Quindi, mi sono armato di spettroscopio ed ho cercato di capire in che modo la compressione mp3 rispondesse a frequenze e dinamica. I primi esperimenti sono del 2013, ed in questi anni ho scritto molti brani, via via escludendo ciò che non funzionava o approfondendo ciò che mi piaceva: la mancanza di ritmica, ad esempio, è dovuta al bisogno di lasciare spazio agli elementi di interesse vero, che faceva suonare ogni parte di batteria un po’ fuori contesto. Alcuni brani, come Utopia Robotz, sono nati già completi; altri, come la title track, che è l’ultima in ordine di tempo ed appropriatamente la più consapevole, hanno subito infinite modifiche per arrivare al risultato che volevo: ho programmato, esportato in wav, codificato in mp3 e riascoltato la traccia almeno cinquanta volte prima di esserne soddisfatto.
I file finali sono in mp3 a 16kbps, ad un passo da una totale deformità digitale, ma comunque molto distanti dagli mp3 a 128/320 kbps che siamo abituati a sentire.
Avevo in mente da molto tempo di pubblicare qualcosa su floppy disk, e le dimensioni ridottissime di questo lavoro si sposavano alla perfezione con il messaggio che volevo portare avanti: quello di tributo ad un design perfetto, a metà tra il tecnico (ad esempio, la protezione fisica dei dati per il floppy, il mascheramento delle frequenze per l’mp3) e l’umano (le proporzioni che impediscono di inserirlo nel verso sbagliato, o un ragionamento su cosa è davvero importante far arrivare all’ascoltatore).

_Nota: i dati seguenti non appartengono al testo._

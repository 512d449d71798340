// src/metrics.rs
use axum::{routing::get, Router};
use metrics::describe_counter;
use metrics_exporter_prometheus::{PrometheusBuilder, PrometheusHandle};
use once_cell::sync::OnceCell;

static HANDLE: OnceCell<PrometheusHandle> = OnceCell::new();

#[derive(Clone)]
pub struct Metrics {
    pub handle: PrometheusHandle,
}

impl Metrics {
    /// Install the Prometheus recorder once per process and describe the series.
    /// Later calls return the same handle.
    pub fn init() -> anyhow::Result<Self> {
        let handle = HANDLE.get_or_try_init(|| {
            let handle = PrometheusBuilder::new().install_recorder()?;
            describe_all();
            Ok::<_, anyhow::Error>(handle)
        })?;
        Ok(Self {
            handle: handle.clone(),
        })
    }

    /// Returns a router exposing `/metrics` with the Prometheus exposition format.
    pub fn router(&self) -> Router {
        let handle = self.handle.clone();
        Router::new().route(
            "/metrics",
            get(move || {
                let h = handle.clone();
                async move { h.render() }
            }),
        )
    }
}

fn describe_all() {
    describe_counter!("news_fetch_total", "Search API calls.");
    describe_counter!("news_fetch_errors_total", "Search API calls that failed.");
    describe_counter!(
        "news_articles_fetched_total",
        "Articles returned by the search API."
    );
    describe_counter!(
        "sentiment_classified_total",
        "Rows labelled, by strategy and label."
    );
    describe_counter!(
        "sentiment_failures_total",
        "Rows whose classification failed (labelled Unknown)."
    );
    describe_counter!("warehouse_upload_rows_total", "Rows appended to the warehouse.");
    describe_counter!("warehouse_upload_errors_total", "Failed warehouse uploads.");
}
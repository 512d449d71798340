//! Runtime configuration: secrets (ordered lookup) and non-secret settings.

pub mod secrets;
pub mod settings;

pub use secrets::{Capabilities, EnvSecrets, MapSecrets, SecretResolver, SecretSource};
pub use settings::Settings;
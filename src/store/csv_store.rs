// src/store/csv_store.rs
//! Flat-file persistence: one CSV per collection inside a data directory.

use std::fs;
use std::io::ErrorKind;
use std::path::{Path, PathBuf};

use csv::{ReaderBuilder, WriterBuilder};

use super::ArticleCollection;
use crate::error::{PipelineError, Result};

/// Raw fetch results, before any classification.
pub const FETCH_OUTPUT: &str = "gnews_output.csv";

#[derive(Debug, Clone)]
pub struct CsvStore {
    dir: PathBuf,
}

impl CsvStore {
    pub fn new(dir: impl Into<PathBuf>) -> Self {
        Self { dir: dir.into() }
    }

    pub fn dir(&self) -> &Path {
        &self.dir
    }

    /// Resolve a bare file name inside the data directory.
    pub fn path_for(&self, name: &str) -> Result<PathBuf> {
        validate_name(name)?;
        Ok(self.dir.join(name))
    }

    pub fn exists(&self, name: &str) -> bool {
        self.path_for(name).map(|p| p.is_file()).unwrap_or(false)
    }

    pub fn load(&self, name: &str) -> Result<ArticleCollection> {
        let path = self.path_for(name)?;
        let file = fs::File::open(&path).map_err(|e| match e.kind() {
            ErrorKind::NotFound => PipelineError::NotFound(name.to_string()),
            _ => PipelineError::Io(e),
        })?;

        let mut rdr = ReaderBuilder::new().flexible(true).from_reader(file);
        let headers: Vec<String> = rdr.headers()?.iter().map(str::to_string).collect();
        let mut rows = Vec::new();
        for rec in rdr.records() {
            let rec = rec?;
            rows.push(rec.iter().map(str::to_string).collect());
        }

        let coll = ArticleCollection::from_records(&headers, rows)?;
        tracing::debug!(file = name, rows = coll.len(), "csv loaded");
        Ok(coll)
    }

    /// Create or overwrite `name`. The previous file survives a failed write.
    pub fn save(&self, coll: &ArticleCollection, name: &str) -> Result<PathBuf> {
        let path = self.path_for(name)?;
        fs::create_dir_all(&self.dir)?;

        let tmp = self.dir.join(format!(".{name}.tmp"));
        let written = write_csv(coll, &tmp).and_then(|_| fs::rename(&tmp, &path).map_err(Into::into));
        if let Err(e) = written {
            let _ = fs::remove_file(&tmp);
            return Err(e);
        }

        tracing::info!(file = name, rows = coll.len(), "csv saved");
        Ok(path)
    }

    /// CSV file names in the data directory, sorted. A missing directory is empty.
    pub fn list(&self) -> Result<Vec<String>> {
        let entries = match fs::read_dir(&self.dir) {
            Ok(e) => e,
            Err(e) if e.kind() == ErrorKind::NotFound => return Ok(Vec::new()),
            Err(e) => return Err(e.into()),
        };
        let mut names = Vec::new();
        for entry in entries {
            let entry = entry?;
            if !entry.file_type()?.is_file() {
                continue;
            }
            if let Some(name) = entry.file_name().to_str() {
                if validate_name(name).is_ok() {
                    names.push(name.to_string());
                }
            }
        }
        names.sort();
        Ok(names)
    }

    /// Serialized bytes, for downloads.
    pub fn to_bytes(coll: &ArticleCollection) -> Result<Vec<u8>> {
        let mut w = WriterBuilder::new().from_writer(Vec::new());
        write_records(coll, &mut w)?;
        w.into_inner()
            .map_err(|e| PipelineError::Io(std::io::Error::new(ErrorKind::Other, e.to_string())))
    }
}

fn write_csv(coll: &ArticleCollection, path: &Path) -> Result<()> {
    let mut w = WriterBuilder::new().from_path(path)?;
    write_records(coll, &mut w)?;
    w.flush()?;
    Ok(())
}

fn write_records<W: std::io::Write>(coll: &ArticleCollection, w: &mut csv::Writer<W>) -> Result<()> {
    w.write_record(coll.column_names())?;
    for row in coll.rows() {
        w.write_record(&row)?;
    }
    Ok(())
}

/// Bare `*.csv` names only; hidden files (our temp files) are excluded.
fn validate_name(name: &str) -> Result<()> {
    let bad = name.is_empty()
        || name.starts_with('.')
        || name.contains(['/', '\\', '"'])
        || name.chars().any(char::is_control)
        || name.contains("..")
        || !name.to_ascii_lowercase().ends_with(".csv");
    if bad {
        return Err(PipelineError::InvalidInput(format!(
            "'{name}' is not a CSV file name"
        )));
    }
    Ok(())
}
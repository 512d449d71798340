//! Error taxonomy shared by the pipeline, the CLI and the dashboard API.
//!
//! The variants keep three user-facing situations apart: a feature that is
//! not configured, a configured backend that failed, and data that does not
//! exist yet.

use axum::http::StatusCode;
use axum::response::{IntoResponse, Response};
use axum::Json;
use thiserror::Error;

#[derive(Debug, Error)]
pub enum PipelineError {
    /// A required secret is absent. The dependent feature is disabled.
    #[error("{0} is not configured")]
    ConfigMissing(String),

    #[error("fetching news failed: {0}")]
    FetchFailed(String),

    #[error("{0} not found")]
    NotFound(String),

    /// Per-item; batches record it as `Unknown` and keep going.
    #[error("classification failed: {0}")]
    ClassificationFailed(String),

    #[error("warehouse upload failed: {0}")]
    UploadFailed(String),

    #[error("invalid input: {0}")]
    InvalidInput(String),

    #[error("I/O error: {0}")]
    Io(#[from] std::io::Error),

    #[error("CSV error: {0}")]
    Csv(#[from] csv::Error),
}

pub type Result<T> = std::result::Result<T, PipelineError>;

impl PipelineError {
    /// Stable machine-readable kind, used in API bodies and log fields.
    pub fn kind(&self) -> &'static str {
        match self {
            PipelineError::ConfigMissing(_) => "config_missing",
            PipelineError::FetchFailed(_) => "fetch_failed",
            PipelineError::NotFound(_) => "not_found",
            PipelineError::ClassificationFailed(_) => "classification_failed",
            PipelineError::UploadFailed(_) => "upload_failed",
            PipelineError::InvalidInput(_) => "invalid_input",
            PipelineError::Io(_) => "io",
            PipelineError::Csv(_) => "csv",
        }
    }

    pub fn status(&self) -> StatusCode {
        match self {
            PipelineError::ConfigMissing(_) => StatusCode::SERVICE_UNAVAILABLE,
            PipelineError::FetchFailed(_) | PipelineError::UploadFailed(_) => {
                StatusCode::BAD_GATEWAY
            }
            PipelineError::NotFound(_) => StatusCode::NOT_FOUND,
            PipelineError::InvalidInput(_) => StatusCode::BAD_REQUEST,
            PipelineError::ClassificationFailed(_)
            | PipelineError::Io(_)
            | PipelineError::Csv(_) => StatusCode::INTERNAL_SERVER_ERROR,
        }
    }
}

/// Display plus every `source()`; reqwest keeps timeouts and connect errors there.
pub(crate) fn error_chain(e: &dyn std::error::Error) -> String {
    let mut out = e.to_string();
    let mut cur = e.source();
    while let Some(inner) = cur {
        out.push_str(": ");
        out.push_str(&inner.to_string());
        cur = inner.source();
    }
    out
}

#[derive(serde::Serialize)]
struct ErrorBody {
    error: String,
    kind: &'static str,
}

impl IntoResponse for PipelineError {
    fn into_response(self) -> Response {
        let status = self.status();
        if status.is_server_error() {
            tracing::warn!(kind = self.kind(), error = %self, "request failed");
        }
        let body = ErrorBody {
            error: self.to_string(),
            kind: self.kind(),
        };
        (status, Json(body)).into_response()
    }
}

#[cfg(test)]
mod tests {
    use super::*;

    #[test]
    fn messages_keep_not_configured_apart_from_failures() {
        let missing = PipelineError::ConfigMissing("API_KEY".into());
        let failed = PipelineError::FetchFailed("HTTP 401".into());
        let absent = PipelineError::NotFound("gnews_output.csv".into());

        assert_eq!(missing.to_string(), "API_KEY is not configured");
        assert!(failed.to_string().contains("HTTP 401"));
        assert_eq!(absent.to_string(), "gnews_output.csv not found");
    }

    #[test]
    fn status_mapping() {
        assert_eq!(
            PipelineError::ConfigMissing("x".into()).status(),
            StatusCode::SERVICE_UNAVAILABLE
        );
        assert_eq!(
            PipelineError::UploadFailed("quota".into()).status(),
            StatusCode::BAD_GATEWAY
        );
        assert_eq!(
            PipelineError::NotFound("f".into()).status(),
            StatusCode::NOT_FOUND
        );
        assert_eq!(
            PipelineError::InvalidInput("n".into()).status(),
            StatusCode::BAD_REQUEST
        );
    }
}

E’ tutto in questa famosissima citazione di Brian Eno:

“Whatever you now find weird, ugly, uncomfortable and nasty about a new medium will surely become its signature. CD distortion, the jitteriness of digital video, the crap sound of 8-bit – all of these will be cherished and emulated as soon as they can be avoided. It’s the sound of failure: so much modern art is the sound of things going out of control, of a medium pushing to its limits and breaking apart. The distorted guitar sound is the sound of something too loud for the medium supposed to carry it. The blues singer with the cracked voice is the sound of an emotional cry too powerful for the throat that releases it. The excitement of grainy film, of bleached-out black and white, is the excitement of witnessing events too momentous for the medium assigned to record them.” (Brian Eno, A Year With Swollen Appendices)”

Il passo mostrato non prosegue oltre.